ERIC Number: ED321518
Record Type: Non-Journal
Publication Date: 1989-Apr
Pages: 16
Abstractor: N/A
ISBN: N/A
ISSN: N/A
EISSN: N/A
Available Date: N/A
Animacy Constraints on Acquisition of the Passive: Evidence from Comprehension after Production Training with Animate vs. Inanimate Patients.
Lempert, Henrietta
Many researchers now believe that the representations and processes underlying syntactical development are specific to a "language faculty." If so, reference animacy would not be expected to influence acquisition of linguistic structures such as the passive sentence construction.

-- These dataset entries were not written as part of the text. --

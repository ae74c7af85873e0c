// SPDX-License-Identifier: MIT
// Copyright (c) 2026 ADNT Sarl <info@adnt.io>

//! SLIP (RFC 1055) framing as used by the ESP ROM serial loader.
//!
//! Every packet starts and ends with `END`. Payload bytes equal to `END` or
//! `ESC` are replaced by two-byte escape sequences.

#[cfg(feature = "std")]
use alloc::vec::Vec;

use heapless::Vec as HeaplessVec;
use thiserror::Error;

pub const END: u8 = 0xC0;
pub const ESC: u8 = 0xDB;
pub const ESC_END: u8 = 0xDC;
pub const ESC_ESC: u8 = 0xDD;

#[derive(Debug, Clone, Copy, PartialEq, Eq, Error)]
pub enum SlipError {
    #[error("invalid SLIP escape 0xdb 0x{0:02x}")]
    InvalidEscape(u8),
    #[error("SLIP frame truncated after escape byte")]
    Truncated,
    #[error("SLIP frame exceeds buffer")]
    Overflow,
}

/// SLIP encode data into a heapless Vec (for no_std).
///
/// The output includes the leading and trailing `END` delimiters.
pub fn encode_heapless<const N: usize>(data: &[u8]) -> Result<HeaplessVec<u8, N>, SlipError> {
    let mut output = HeaplessVec::new();
    output.push(END).map_err(|_| SlipError::Overflow)?;
    for &byte in data {
        let escaped: &[u8] = match byte {
            END => &[ESC, ESC_END],
            ESC => &[ESC, ESC_ESC],
            _ => core::slice::from_ref(&byte),
        };
        output
            .extend_from_slice(escaped)
            .map_err(|_| SlipError::Overflow)?;
    }
    output.push(END).map_err(|_| SlipError::Overflow)?;
    Ok(output)
}

/// SLIP decode one frame body into a heapless Vec (for no_std).
///
/// Leading and trailing `END` bytes are skipped.
pub fn decode_heapless<const N: usize>(data: &[u8]) -> Result<HeaplessVec<u8, N>, SlipError> {
    let mut output = HeaplessVec::new();
    let mut decoder = Decoder::new();
    for &byte in data {
        if let Some(b) = decoder.feed(byte)? {
            output.push(b).map_err(|_| SlipError::Overflow)?;
        }
    }
    decoder.finish()?;
    Ok(output)
}

#[cfg(feature = "std")]
/// SLIP encode data into a Vec (for std).
///
/// The output includes the leading and trailing `END` delimiters.
pub fn encode(data: &[u8]) -> Vec<u8> {
    let mut output = Vec::with_capacity(data.len() + data.len() / 8 + 2);
    output.push(END);
    for &byte in data {
        match byte {
            END => output.extend_from_slice(&[ESC, ESC_END]),
            ESC => output.extend_from_slice(&[ESC, ESC_ESC]),
            _ => output.push(byte),
        }
    }
    output.push(END);
    output
}

#[cfg(feature = "std")]
/// SLIP decode one frame body into a Vec (for std).
pub fn decode(data: &[u8]) -> Result<Vec<u8>, SlipError> {
    let mut output = Vec::with_capacity(data.len());
    let mut decoder = Decoder::new();
    for &byte in data {
        if let Some(b) = decoder.feed(byte)? {
            output.push(b);
        }
    }
    decoder.finish()?;
    Ok(output)
}

/// Byte-at-a-time unescaper, for reading frames straight off a serial port.
#[derive(Debug, Default)]
pub struct Decoder {
    escaped: bool,
}

impl Decoder {
    pub fn new() -> Self {
        Self::default()
    }

    /// Feed one raw byte. Returns the decoded byte, or `None` for `END` and
    /// the first half of an escape sequence.
    pub fn feed(&mut self, byte: u8) -> Result<Option<u8>, SlipError> {
        if self.escaped {
            self.escaped = false;
            return match byte {
                ESC_END => Ok(Some(END)),
                ESC_ESC => Ok(Some(ESC)),
                other => Err(SlipError::InvalidEscape(other)),
            };
        }
        match byte {
            END => Ok(None),
            ESC => {
                self.escaped = true;
                Ok(None)
            }
            _ => Ok(Some(byte)),
        }
    }

    /// Fails if the frame ended in the middle of an escape sequence.
    pub fn finish(&self) -> Result<(), SlipError> {
        if self.escaped {
            Err(SlipError::Truncated)
        } else {
            Ok(())
        }
    }
}
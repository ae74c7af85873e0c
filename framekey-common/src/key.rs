// SPDX-License-Identifier: MIT
// Copyright (c) 2026 ADNT Sarl <info@adnt.io>

//! Device key parsing.
//!
//! A device key is a 32-byte secret handed over on the command line as 64 hex
//! characters. It is zeroed when dropped and never shown by `Debug`.

use core::fmt;
use core::str::FromStr;

use thiserror::Error;
use zeroize::{Zeroize, ZeroizeOnDrop, Zeroizing};

/// Raw key length in bytes.
pub const DEVICE_KEY_LEN: usize = 32;

/// Key length in hex characters.
pub const DEVICE_KEY_HEX_LEN: usize = DEVICE_KEY_LEN * 2;

#[derive(Debug, Clone, Copy, PartialEq, Eq, Error)]
pub enum KeyError {
    #[error("device key must be {expected} hex characters (got {found})")]
    Length { expected: usize, found: usize },
    #[error("device key contains invalid hex character {ch:?} at position {index}")]
    InvalidChar { ch: char, index: usize },
}

#[derive(Clone, PartialEq, Eq, Zeroize, ZeroizeOnDrop)]
pub struct DeviceKey([u8; DEVICE_KEY_LEN]);

/// Validate a hex encoded device key and decode it.
///
/// Length is checked first, in characters, so that the error names what the
/// user actually typed. Only then is every character checked against
/// `[0-9a-fA-F]`.
pub fn validate(key_hex: &str) -> Result<DeviceKey, KeyError> {
    let found = key_hex.chars().count();
    if found != DEVICE_KEY_HEX_LEN {
        return Err(KeyError::Length {
            expected: DEVICE_KEY_HEX_LEN,
            found,
        });
    }

    if let Some((index, ch)) = key_hex
        .chars()
        .enumerate()
        .find(|(_, ch)| !ch.is_ascii_hexdigit())
    {
        return Err(KeyError::InvalidChar { ch, index });
    }

    let mut bytes = [0u8; DEVICE_KEY_LEN];
    hex::decode_to_slice(key_hex, &mut bytes).map_err(|e| match e {
        hex::FromHexError::InvalidHexCharacter { c, index } => {
            KeyError::InvalidChar { ch: c, index }
        }
        _ => KeyError::Length {
            expected: DEVICE_KEY_HEX_LEN,
            found,
        },
    })?;

    Ok(DeviceKey(bytes))
}

impl DeviceKey {
    pub fn from_bytes(bytes: [u8; DEVICE_KEY_LEN]) -> Self {
        Self(bytes)
    }

    pub fn as_bytes(&self) -> &[u8; DEVICE_KEY_LEN] {
        &self.0
    }

    /// Lowercase hex form, as the firmware expects it when stored as a string.
    /// The buffer is wiped when dropped.
    pub fn to_hex(&self) -> Zeroizing<[u8; DEVICE_KEY_HEX_LEN]> {
        let mut out = Zeroizing::new([0u8; DEVICE_KEY_HEX_LEN]);
        // output is exactly twice the input, the only way encoding can fail
        let encoded = hex::encode_to_slice(&self.0, &mut out[..]);
        debug_assert!(encoded.is_ok());
        out
    }
}

impl FromStr for DeviceKey {
    type Err = KeyError;

    fn from_str(s: &str) -> Result<Self, Self::Err> {
        validate(s)
    }
}

impl fmt::Debug for DeviceKey {
    fn fmt(&self, f: &mut fmt::Formatter<'_>) -> fmt::Result {
        f.write_str("DeviceKey(..)")
    }
}
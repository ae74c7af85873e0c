// SPDX-License-Identifier: MIT
// Copyright (c) 2026 ADNT Sarl <info@adnt.io>

//! Command implementations: build the partition image, then save or flash it.

use std::fs;
use std::path::Path;

use anyhow::{Context, Result};
use indicatif::{ProgressBar, ProgressStyle};

use framekey_common::nvs::{check_partition, NvsEntry, ValueType};
use framekey_common::validate;

use crate::error::{Stage, WriteKeyError};
use crate::flasher::{self, FlashOptions};
use crate::transport::SerialLink;

/// Where and how the key is stored in NVS.
#[derive(Debug, Clone, Copy)]
pub struct Partition<'a> {
    pub namespace: &'a str,
    pub key: &'a str,
    pub value_type: ValueType,
    pub size: u32,
}

/// Validate the key and build the full partition image.
pub fn prepare(
    key_hex: &str,
    partition: &Partition,
    options: &FlashOptions,
) -> Result<Vec<u8>, WriteKeyError> {
    let device_key = validate(key_hex)?;
    check_partition(options.offset, partition.size as usize)?;
    // before encode, which allocates the whole partition
    options.check_fits(partition.size as usize)?;

    let entry = NvsEntry::new(
        partition.namespace,
        partition.key,
        partition.value_type,
        &device_key,
    )?;
    let image = entry.encode(partition.size as usize)?;

    tracing::debug!(
        namespace = entry.namespace(),
        key = entry.key(),
        value_type = ?entry.value_type(),
        entries = entry.entry_count(),
        size = image.len(),
        "encoded partition image"
    );
    Ok(image)
}

/// Save the image for flashing with other tools.
pub fn export(image: &[u8], path: &Path, offset: u32) -> Result<()> {
    fs::write(path, image).with_context(|| format!("Failed to write {}", path.display()))?;

    println!("Image:  {} ({} bytes)", path.display(), image.len());
    println!(
        "Flash:  esptool.py write_flash 0x{:x} {}",
        offset,
        path.display()
    );
    Ok(())
}

/// Flash the image through the ROM loader and verify it.
pub fn write_key<L: SerialLink>(link: L, image: &[u8], options: FlashOptions) -> Result<()> {
    println!("Port:      {}", link.port_name());
    println!(
        "Partition: 0x{:x}..0x{:x} ({} bytes)",
        options.offset,
        options.offset as usize + image.len(),
        image.len()
    );
    println!();

    let pb = ProgressBar::new(image.len() as u64);
    pb.set_style(
        ProgressStyle::default_bar()
            .template(
                "{spinner:.green} {msg:6} [{bar:40.cyan/blue}] {bytes}/{total_bytes} ({eta})",
            )?
            .progress_chars("#>-"),
    );

    let mut progress = |stage: Stage, done: usize, _total: usize| {
        let label = if stage == Stage::Verify { "verify" } else { "write" };
        if pb.message() != label {
            pb.set_message(label);
        }
        pb.set_position(done as u64);
    };

    match flasher::transmit(link, image, options, &mut progress) {
        Ok(()) => {
            pb.finish_with_message("done");
            println!();
            println!("Device key written and verified.");
            Ok(())
        }
        Err(e) => {
            pb.abandon();
            if e.stage().is_some_and(|stage| stage.touches_flash()) {
                eprintln!(
                    "WARNING: the partition at 0x{:x} may be partially written",
                    options.offset
                );
            }
            Err(e.into())
        }
    }
}
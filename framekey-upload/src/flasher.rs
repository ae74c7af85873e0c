// SPDX-License-Identifier: MIT
// Copyright (c) 2026 ADNT Sarl <info@adnt.io>

//! Writing an image to flash through the ESP32 ROM loader.
//!
//! Sequence: reset into the loader, sync, attach SPI flash, erase and write
//! in 1 KiB blocks, leave flash mode, read the region back, reset.

use std::time::Duration;

use clap::ValueEnum;
use framekey_common::protocol::{
    Command, DEFAULT_FLASH_SIZE, FLASH_WRITE_SIZE, READ_FLASH_BLOCK_SIZE,
};

use crate::error::{Stage, TransportError, ValidationError, WriteError, WriteKeyError};
use crate::transport::{SerialLink, Transport};

/// Reset attempts before giving up on the handshake.
const CONNECT_ATTEMPTS: usize = 7;

/// Sync requests per reset attempt.
const SYNC_ATTEMPTS: usize = 5;

/// EN low time for the reset pulses.
const RESET_DELAY: Duration = Duration::from_millis(100);

#[derive(Debug, Clone, Copy, PartialEq, Eq, Default, ValueEnum)]
pub enum BeforeReset {
    /// Toggle DTR/RTS to enter the ROM loader
    #[default]
    DefaultReset,
    /// Assume the chip is already in the ROM loader
    NoReset,
}

#[derive(Debug, Clone, Copy, PartialEq, Eq, Default, ValueEnum)]
pub enum AfterReset {
    /// Pulse RTS to boot the application
    #[default]
    HardReset,
    /// Stay in the ROM loader
    NoReset,
}

#[derive(Debug, Clone, Copy)]
pub struct FlashOptions {
    pub offset: u32,
    pub flash_size: u32,
    pub before: BeforeReset,
    pub after: AfterReset,
    pub reset_delay: Duration,
}

impl Default for FlashOptions {
    fn default() -> Self {
        Self {
            offset: framekey_common::NVS_DEFAULT_OFFSET,
            flash_size: DEFAULT_FLASH_SIZE,
            before: BeforeReset::default(),
            after: AfterReset::default(),
            reset_delay: RESET_DELAY,
        }
    }
}

impl FlashOptions {
    /// Check that `len` bytes at the offset fit in flash.
    pub fn check_fits(&self, len: usize) -> Result<(), ValidationError> {
        let end = self.offset as u64 + len as u64;
        if end > self.flash_size as u64 {
            return Err(ValidationError::OutOfFlash {
                offset: self.offset,
                end,
                flash_size: self.flash_size,
            });
        }
        Ok(())
    }
}

/// Progress callback: stage, bytes done, bytes total.
pub type Progress<'a> = &'a mut dyn FnMut(Stage, usize, usize);

/// A synced connection to the ROM loader.
pub struct Flasher<L: SerialLink> {
    transport: Transport<L>,
    options: FlashOptions,
}

impl<L: SerialLink> Flasher<L> {
    /// Reset the chip into the loader (unless told not to) and sync.
    pub fn connect(link: L, options: FlashOptions) -> Result<Self, WriteKeyError> {
        let mut transport = Transport::new(link);
        let mut last_error = TransportError::Timeout;

        for attempt in 1..=CONNECT_ATTEMPTS {
            tracing::debug!(attempt, "connecting to ROM loader");
            if options.before == BeforeReset::DefaultReset {
                transport
                    .reset_into_loader(options.reset_delay)
                    .map_err(|e| WriteKeyError::handshake(Stage::Reset, e.into()))?;
            }
            // boot banner
            transport
                .link_mut()
                .discard_input()
                .map_err(|e| WriteKeyError::handshake(Stage::Reset, e.into()))?;

            for _ in 0..SYNC_ATTEMPTS {
                match transport.command(&Command::Sync) {
                    Ok(_) => {
                        // the ROM answers one sync several times
                        transport.drain_rx();
                        tracing::info!(attempt, "synced with ROM loader");
                        return Ok(Self { transport, options });
                    }
                    Err(e) => {
                        tracing::trace!(error = %e, "sync failed");
                        last_error = e;
                    }
                }
            }
        }

        Err(WriteKeyError::handshake(Stage::Sync, last_error))
    }

    /// Attach SPI flash and tell the ROM its geometry.
    pub fn attach(&mut self) -> Result<(), WriteKeyError> {
        self.transport
            .command(&Command::SpiAttach)
            .map_err(|e| WriteKeyError::handshake(Stage::Attach, e))?;
        self.transport
            .command(&Command::SpiSetParams {
                total_size: self.options.flash_size,
            })
            .map_err(|e| WriteKeyError::handshake(Stage::Attach, e))?;
        tracing::info!(flash_size = self.options.flash_size, "flash attached");
        Ok(())
    }

    /// Erase the region and write `image` in ROM sized blocks.
    pub fn write(&mut self, image: &[u8], progress: Progress) -> Result<(), WriteKeyError> {
        let blocks = image.len().div_ceil(FLASH_WRITE_SIZE) as u32;

        tracing::info!(
            offset = self.options.offset,
            size = image.len(),
            blocks,
            "erasing"
        );
        self.transport
            .command(&Command::FlashBegin {
                size: image.len() as u32,
                blocks,
                block_size: FLASH_WRITE_SIZE as u32,
                offset: self.options.offset,
            })
            .map_err(|e| WriteKeyError::flash(Stage::Erase, e))?;

        let mut written = 0;
        for (seq, chunk) in image.chunks(FLASH_WRITE_SIZE).enumerate() {
            let seq = seq as u32;
            self.transport
                .command(&Command::FlashData { seq, data: chunk })
                .map_err(|e| WriteKeyError::flash(Stage::Write { block: seq }, e))?;
            written += chunk.len();
            progress(Stage::Write { block: seq }, written, image.len());
        }

        self.transport
            .command(&Command::FlashEnd { reboot: false })
            .map_err(|e| WriteKeyError::flash(Stage::Finish, e))?;
        tracing::info!(written, "write finished");
        Ok(())
    }

    /// Read the region back and compare it with `image`.
    pub fn verify(&mut self, image: &[u8], progress: Progress) -> Result<(), WriteKeyError> {
        let mut address = self.options.offset;
        let mut checked = 0;

        for expected in image.chunks(READ_FLASH_BLOCK_SIZE) {
            let (_, found) = self
                .transport
                .command(&Command::ReadFlashSlow {
                    offset: address,
                    len: expected.len() as u32,
                })
                .map_err(|e| WriteKeyError::flash(Stage::Verify, e))?;

            if found.len() < expected.len() {
                return Err(WriteKeyError::flash(
                    Stage::Verify,
                    TransportError::ShortRead {
                        expected: expected.len(),
                        found: found.len(),
                    },
                ));
            }
            if let Some(i) = expected.iter().zip(&found).position(|(a, b)| a != b) {
                return Err(WriteError::Mismatch {
                    address: address + i as u32,
                    expected: expected[i],
                    found: found[i],
                }
                .into());
            }

            address += expected.len() as u32;
            checked += expected.len();
            progress(Stage::Verify, checked, image.len());
        }

        tracing::info!(checked, "read-back verified");
        Ok(())
    }

    /// Leave the loader according to the `after` option.
    pub fn finish(mut self) -> Result<(), WriteKeyError> {
        if self.options.after == AfterReset::HardReset {
            self.transport
                .hard_reset(self.options.reset_delay)
                .map_err(|e| WriteKeyError::flash(Stage::HardReset, e.into()))?;
            tracing::info!("hard reset");
        }
        Ok(())
    }
}

/// Write `image` to the partition and verify it.
///
/// The link is consumed and closed on every path out of here. Nothing is
/// retried once the erase has been issued.
pub fn transmit<L: SerialLink>(
    link: L,
    image: &[u8],
    options: FlashOptions,
    progress: Progress,
) -> Result<(), WriteKeyError> {
    options.check_fits(image.len())?;

    let mut flasher = Flasher::connect(link, options)?;
    flasher.attach()?;
    flasher.write(image, &mut *progress)?;
    flasher.verify(image, progress)?;
    flasher.finish()
}
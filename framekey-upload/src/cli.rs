// SPDX-License-Identifier: MIT
// Copyright (c) 2026 ADNT Sarl <info@adnt.io>

//! Command-line interface definitions.

use std::path::PathBuf;

use anyhow::{Context, Result};
use clap::{Parser, ValueEnum};
use framekey_common::nvs::{ValueType, DEFAULT_KEY, DEFAULT_NAMESPACE};
use framekey_common::protocol::DEFAULT_FLASH_SIZE;
use framekey_common::{NVS_DEFAULT_OFFSET, NVS_DEFAULT_SIZE};

use crate::commands::{self, Partition};
use crate::flasher::{AfterReset, BeforeReset, FlashOptions};
use crate::transport;

/// Command-line arguments.
#[derive(Parser)]
#[command(name = "framekey-upload", version)]
#[command(about = "Write a frame device key into an ESP32 NVS partition over the ROM serial loader")]
pub struct Cli {
    /// Device key, 64 hex characters
    #[arg(value_name = "DEVICE_KEY_HEX")]
    pub device_key: String,

    /// Serial port (e.g., /dev/ttyUSB0 or COM3)
    #[arg(value_name = "PORT", env = "FRAMEKEY_PORT", required_unless_present = "output")]
    pub port: Option<String>,

    /// ROM loader baud rate
    #[arg(short, long, env = "FRAMEKEY_BAUD", default_value_t = framekey_common::protocol::ROM_BAUD)]
    pub baud: u32,

    /// NVS partition offset
    #[arg(long, value_parser = parse_int, default_value_t = NVS_DEFAULT_OFFSET)]
    pub offset: u32,

    /// NVS partition size
    #[arg(long, value_parser = parse_int, default_value_t = NVS_DEFAULT_SIZE)]
    pub size: u32,

    /// Total flash size of the chip
    #[arg(long, value_parser = parse_int, default_value_t = DEFAULT_FLASH_SIZE)]
    pub flash_size: u32,

    /// NVS namespace
    #[arg(long, default_value = DEFAULT_NAMESPACE)]
    pub namespace: String,

    /// NVS key name
    #[arg(long, default_value = DEFAULT_KEY)]
    pub key: String,

    /// How the key is stored. The stock frame firmware reads it with
    /// getString("deviceKey"), so it needs `string`
    #[arg(long, value_enum, default_value_t = ValueTypeArg::Blob)]
    pub value_type: ValueTypeArg,

    /// Write the partition image to FILE instead of flashing it
    #[arg(short, long, value_name = "FILE")]
    pub output: Option<PathBuf>,

    /// Reset before talking to the loader
    #[arg(long, value_enum, default_value_t = BeforeReset::DefaultReset)]
    pub before: BeforeReset,

    /// Reset after writing
    #[arg(long, value_enum, default_value_t = AfterReset::HardReset)]
    pub after: AfterReset,

    /// Log verbosity (FRAMEKEY_LOG takes precedence)
    #[arg(long, value_enum, default_value_t = LogLevel::Warn)]
    pub log_level: LogLevel,
}

#[derive(Debug, Clone, Copy, PartialEq, Eq, ValueEnum)]
pub enum ValueTypeArg {
    /// 32 raw bytes
    Blob,
    /// 64 hex characters, as read by the stock frame firmware
    String,
}

impl From<ValueTypeArg> for ValueType {
    fn from(arg: ValueTypeArg) -> Self {
        match arg {
            ValueTypeArg::Blob => ValueType::Blob,
            ValueTypeArg::String => ValueType::String,
        }
    }
}

#[derive(Debug, Clone, Copy, PartialEq, Eq, ValueEnum)]
pub enum LogLevel {
    Error,
    Warn,
    Info,
    Debug,
    Trace,
}

impl From<LogLevel> for tracing::Level {
    fn from(level: LogLevel) -> Self {
        match level {
            LogLevel::Error => tracing::Level::ERROR,
            LogLevel::Warn => tracing::Level::WARN,
            LogLevel::Info => tracing::Level::INFO,
            LogLevel::Debug => tracing::Level::DEBUG,
            LogLevel::Trace => tracing::Level::TRACE,
        }
    }
}

/// Parse `0x` prefixed hex or plain decimal.
fn parse_int(s: &str) -> Result<u32, String> {
    let parsed = match s.strip_prefix("0x").or_else(|| s.strip_prefix("0X")) {
        Some(hex) => u32::from_str_radix(hex, 16),
        None => s.parse(),
    };
    parsed.map_err(|e| format!("invalid number '{s}': {e}"))
}

/// Execute the parsed CLI command.
pub fn run(cli: Cli) -> Result<()> {
    let options = FlashOptions {
        offset: cli.offset,
        flash_size: cli.flash_size,
        before: cli.before,
        after: cli.after,
        ..FlashOptions::default()
    };
    let partition = Partition {
        namespace: &cli.namespace,
        key: &cli.key,
        value_type: cli.value_type.into(),
        size: cli.size,
    };

    // nothing touches the port until the key and layout are known good
    let image = commands::prepare(&cli.device_key, &partition, &options)?;

    if let Some(path) = &cli.output {
        return commands::export(&image, path, options.offset);
    }

    let port = cli.port.as_deref().context("no serial port given")?;
    let link = transport::open(port, cli.baud)?;
    commands::write_key(link, &image, options)
}
// SPDX-License-Identifier: MIT
// Copyright (c) 2026 ADNT Sarl <info@adnt.io>

//! Writes a frame device key into an ESP32 NVS partition.
//!
//! Usage:
//!   framekey-upload <DEVICE_KEY_HEX> /dev/ttyUSB0
//!   framekey-upload <DEVICE_KEY_HEX> COM3 --value-type string
//!   framekey-upload <DEVICE_KEY_HEX> --output nvs.bin

mod cli;
mod commands;
mod error;
mod flasher;
mod transport;

use std::process::ExitCode;

use clap::Parser;
use tracing_subscriber::filter::LevelFilter;
use tracing_subscriber::EnvFilter;

fn main() -> ExitCode {
    let args = match cli::Cli::try_parse() {
        Ok(args) => args,
        Err(e) => {
            let _ = e.print();
            // usage errors exit 1 like every other failure
            return if e.use_stderr() {
                ExitCode::FAILURE
            } else {
                ExitCode::SUCCESS
            };
        }
    };

    init_tracing(args.log_level.into());

    match cli::run(args) {
        Ok(()) => ExitCode::SUCCESS,
        Err(e) => {
            eprintln!("ERROR: {e:#}");
            ExitCode::FAILURE
        }
    }
}

fn init_tracing(level: tracing::Level) {
    let filter = EnvFilter::try_from_env("FRAMEKEY_LOG")
        .unwrap_or_else(|_| EnvFilter::default().add_directive(LevelFilter::from_level(level).into()));

    tracing_subscriber::fmt()
        .with_env_filter(filter)
        .with_writer(std::io::stderr)
        .with_target(false)
        .init();
}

Specifically, children should be comparably able to acquire the passive sentence construction from animate (A) patient instances (e.g., "the baby was picked up by the clown") and static inanimate (SI) patient instances (e.g., "the book was picked up by the clown"). After tests for comprehension of semantically reversible passives, 52 children aged 2.6 to 4.8 years repeated a passive sentence description of A-patient drawings; 51 children aged 2.10 to 5.3 years received descriptions of SI-patient drawings. In post-teaching, all described animate agent drawings, counterbalanced for animate and inanimate patients. Then 45 A-patient and 45 SI-patient children were retested for comprehension. Mean comprehension increased significantly only in A-patient children. Also, more A-patient children than SI-patient children "knew" word order relations for passives in post-teaching production tests. Findings indicate that the conceptual distinctions that children make between animate and inanimate beings can constrain language learning, and imply that language acquisition can not be fully understood in terms of the functioning of a purportedly language-specific faculty. (Author/MSE)
Publication Type: Reports - Research; Speeches/Meeting Papers
Education Level: N/A
Audience: Practitioners
Language: English
Sponsor: Social Sciences and Humanities Research Council of Canada, Ottawa (Ontario).